> **Problem**: All lines in the records below with the word "Option" must be returned.

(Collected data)
□ □ □ □
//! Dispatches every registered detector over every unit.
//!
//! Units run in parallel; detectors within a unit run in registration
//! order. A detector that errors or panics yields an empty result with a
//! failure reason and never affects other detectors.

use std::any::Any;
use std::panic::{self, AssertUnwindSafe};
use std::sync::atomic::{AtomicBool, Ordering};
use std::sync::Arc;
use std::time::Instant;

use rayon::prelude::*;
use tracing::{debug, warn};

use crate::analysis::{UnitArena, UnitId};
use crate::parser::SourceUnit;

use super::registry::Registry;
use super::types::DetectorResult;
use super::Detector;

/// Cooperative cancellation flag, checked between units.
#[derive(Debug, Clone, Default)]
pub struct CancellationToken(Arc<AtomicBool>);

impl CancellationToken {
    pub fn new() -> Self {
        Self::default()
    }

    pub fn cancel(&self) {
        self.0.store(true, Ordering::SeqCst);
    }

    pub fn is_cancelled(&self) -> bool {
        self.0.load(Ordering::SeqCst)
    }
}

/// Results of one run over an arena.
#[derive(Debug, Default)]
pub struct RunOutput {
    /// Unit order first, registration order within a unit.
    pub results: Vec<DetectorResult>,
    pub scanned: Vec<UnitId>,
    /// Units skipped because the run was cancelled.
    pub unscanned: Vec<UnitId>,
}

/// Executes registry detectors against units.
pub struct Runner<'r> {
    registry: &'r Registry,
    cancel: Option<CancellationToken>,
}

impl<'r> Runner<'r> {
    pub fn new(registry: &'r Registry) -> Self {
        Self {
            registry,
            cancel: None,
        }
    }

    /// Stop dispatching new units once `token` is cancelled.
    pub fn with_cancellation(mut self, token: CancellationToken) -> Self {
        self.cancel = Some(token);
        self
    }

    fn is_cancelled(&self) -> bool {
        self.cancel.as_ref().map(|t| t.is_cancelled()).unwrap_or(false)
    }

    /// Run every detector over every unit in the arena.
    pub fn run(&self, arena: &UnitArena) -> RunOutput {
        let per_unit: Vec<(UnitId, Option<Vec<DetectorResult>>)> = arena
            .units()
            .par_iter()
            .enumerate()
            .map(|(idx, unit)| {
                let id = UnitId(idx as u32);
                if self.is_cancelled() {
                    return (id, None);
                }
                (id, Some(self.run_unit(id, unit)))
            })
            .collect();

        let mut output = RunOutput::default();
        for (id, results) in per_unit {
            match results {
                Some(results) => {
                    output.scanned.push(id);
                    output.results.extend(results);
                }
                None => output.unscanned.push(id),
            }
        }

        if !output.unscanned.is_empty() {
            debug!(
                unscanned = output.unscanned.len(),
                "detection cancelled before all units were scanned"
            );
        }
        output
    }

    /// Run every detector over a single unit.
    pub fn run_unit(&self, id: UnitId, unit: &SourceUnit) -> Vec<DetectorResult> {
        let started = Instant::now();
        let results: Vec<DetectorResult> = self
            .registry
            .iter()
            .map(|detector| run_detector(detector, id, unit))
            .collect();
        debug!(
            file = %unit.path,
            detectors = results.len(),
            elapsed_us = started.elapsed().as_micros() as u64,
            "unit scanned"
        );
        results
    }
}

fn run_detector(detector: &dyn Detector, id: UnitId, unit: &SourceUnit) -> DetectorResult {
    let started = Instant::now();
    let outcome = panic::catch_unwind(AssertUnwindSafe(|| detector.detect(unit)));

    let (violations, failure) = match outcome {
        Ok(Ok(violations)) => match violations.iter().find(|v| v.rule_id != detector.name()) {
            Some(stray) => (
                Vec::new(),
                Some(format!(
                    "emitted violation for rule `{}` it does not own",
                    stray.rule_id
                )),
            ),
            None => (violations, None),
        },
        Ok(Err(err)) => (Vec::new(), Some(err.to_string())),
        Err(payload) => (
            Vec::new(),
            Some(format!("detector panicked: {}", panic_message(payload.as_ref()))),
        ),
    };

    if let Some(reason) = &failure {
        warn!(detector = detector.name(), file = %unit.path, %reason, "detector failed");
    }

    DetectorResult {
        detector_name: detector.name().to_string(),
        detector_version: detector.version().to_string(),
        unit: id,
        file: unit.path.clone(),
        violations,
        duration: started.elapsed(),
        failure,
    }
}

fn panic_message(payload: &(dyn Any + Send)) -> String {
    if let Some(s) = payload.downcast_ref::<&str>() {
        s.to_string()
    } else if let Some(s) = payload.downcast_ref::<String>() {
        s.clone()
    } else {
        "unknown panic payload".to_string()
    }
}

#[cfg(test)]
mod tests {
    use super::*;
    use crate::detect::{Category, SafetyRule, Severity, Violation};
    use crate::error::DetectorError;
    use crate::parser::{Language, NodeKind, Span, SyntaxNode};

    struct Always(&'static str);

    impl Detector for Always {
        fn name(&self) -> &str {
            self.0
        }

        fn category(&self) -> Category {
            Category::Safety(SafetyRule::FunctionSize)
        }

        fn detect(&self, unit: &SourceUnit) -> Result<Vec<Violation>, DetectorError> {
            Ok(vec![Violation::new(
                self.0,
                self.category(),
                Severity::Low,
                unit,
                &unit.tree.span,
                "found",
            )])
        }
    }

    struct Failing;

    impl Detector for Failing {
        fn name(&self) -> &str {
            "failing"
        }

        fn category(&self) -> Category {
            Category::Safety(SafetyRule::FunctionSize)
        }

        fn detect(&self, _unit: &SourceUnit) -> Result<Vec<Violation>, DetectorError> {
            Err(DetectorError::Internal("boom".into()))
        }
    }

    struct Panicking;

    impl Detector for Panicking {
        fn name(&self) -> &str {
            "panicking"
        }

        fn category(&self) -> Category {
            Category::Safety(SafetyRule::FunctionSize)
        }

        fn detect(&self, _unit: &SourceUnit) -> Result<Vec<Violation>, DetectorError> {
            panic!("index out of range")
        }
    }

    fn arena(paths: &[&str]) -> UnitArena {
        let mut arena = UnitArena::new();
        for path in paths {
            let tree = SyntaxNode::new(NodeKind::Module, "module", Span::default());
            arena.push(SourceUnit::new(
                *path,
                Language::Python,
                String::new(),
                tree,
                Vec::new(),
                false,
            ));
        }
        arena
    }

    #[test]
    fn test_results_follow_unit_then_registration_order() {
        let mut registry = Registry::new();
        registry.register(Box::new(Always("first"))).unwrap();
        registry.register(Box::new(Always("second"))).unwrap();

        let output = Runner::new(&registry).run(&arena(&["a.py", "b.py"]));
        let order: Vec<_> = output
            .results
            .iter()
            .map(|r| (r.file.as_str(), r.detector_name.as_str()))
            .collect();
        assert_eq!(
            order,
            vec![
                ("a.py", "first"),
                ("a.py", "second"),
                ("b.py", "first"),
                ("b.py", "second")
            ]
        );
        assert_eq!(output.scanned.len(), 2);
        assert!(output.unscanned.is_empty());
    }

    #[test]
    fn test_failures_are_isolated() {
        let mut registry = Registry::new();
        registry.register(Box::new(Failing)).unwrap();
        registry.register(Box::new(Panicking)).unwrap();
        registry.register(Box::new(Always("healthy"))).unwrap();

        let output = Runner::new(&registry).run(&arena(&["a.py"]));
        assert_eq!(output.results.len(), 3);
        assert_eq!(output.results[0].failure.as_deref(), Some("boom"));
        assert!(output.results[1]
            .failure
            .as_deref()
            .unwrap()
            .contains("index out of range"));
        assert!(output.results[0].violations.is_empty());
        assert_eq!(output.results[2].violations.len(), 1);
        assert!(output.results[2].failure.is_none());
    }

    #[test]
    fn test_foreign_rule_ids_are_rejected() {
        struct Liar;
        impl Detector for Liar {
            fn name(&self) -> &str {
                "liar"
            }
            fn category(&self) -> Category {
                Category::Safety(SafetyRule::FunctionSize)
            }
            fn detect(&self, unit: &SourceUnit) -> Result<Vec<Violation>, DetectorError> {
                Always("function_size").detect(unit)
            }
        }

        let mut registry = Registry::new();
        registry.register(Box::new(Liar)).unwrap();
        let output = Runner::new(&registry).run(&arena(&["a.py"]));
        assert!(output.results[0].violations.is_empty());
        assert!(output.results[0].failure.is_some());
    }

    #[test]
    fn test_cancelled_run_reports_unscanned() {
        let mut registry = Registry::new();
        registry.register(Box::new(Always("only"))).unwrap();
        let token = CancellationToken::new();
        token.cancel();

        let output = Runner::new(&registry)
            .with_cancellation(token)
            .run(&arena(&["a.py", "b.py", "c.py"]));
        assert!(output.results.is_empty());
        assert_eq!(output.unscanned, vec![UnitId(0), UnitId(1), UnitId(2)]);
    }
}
□ □ □ □
> **Result for this exercise**:
    cancel: Option<CancellationToken>,
        let per_unit: Vec<(UnitId, Option<Vec<DetectorResult>>)> = arena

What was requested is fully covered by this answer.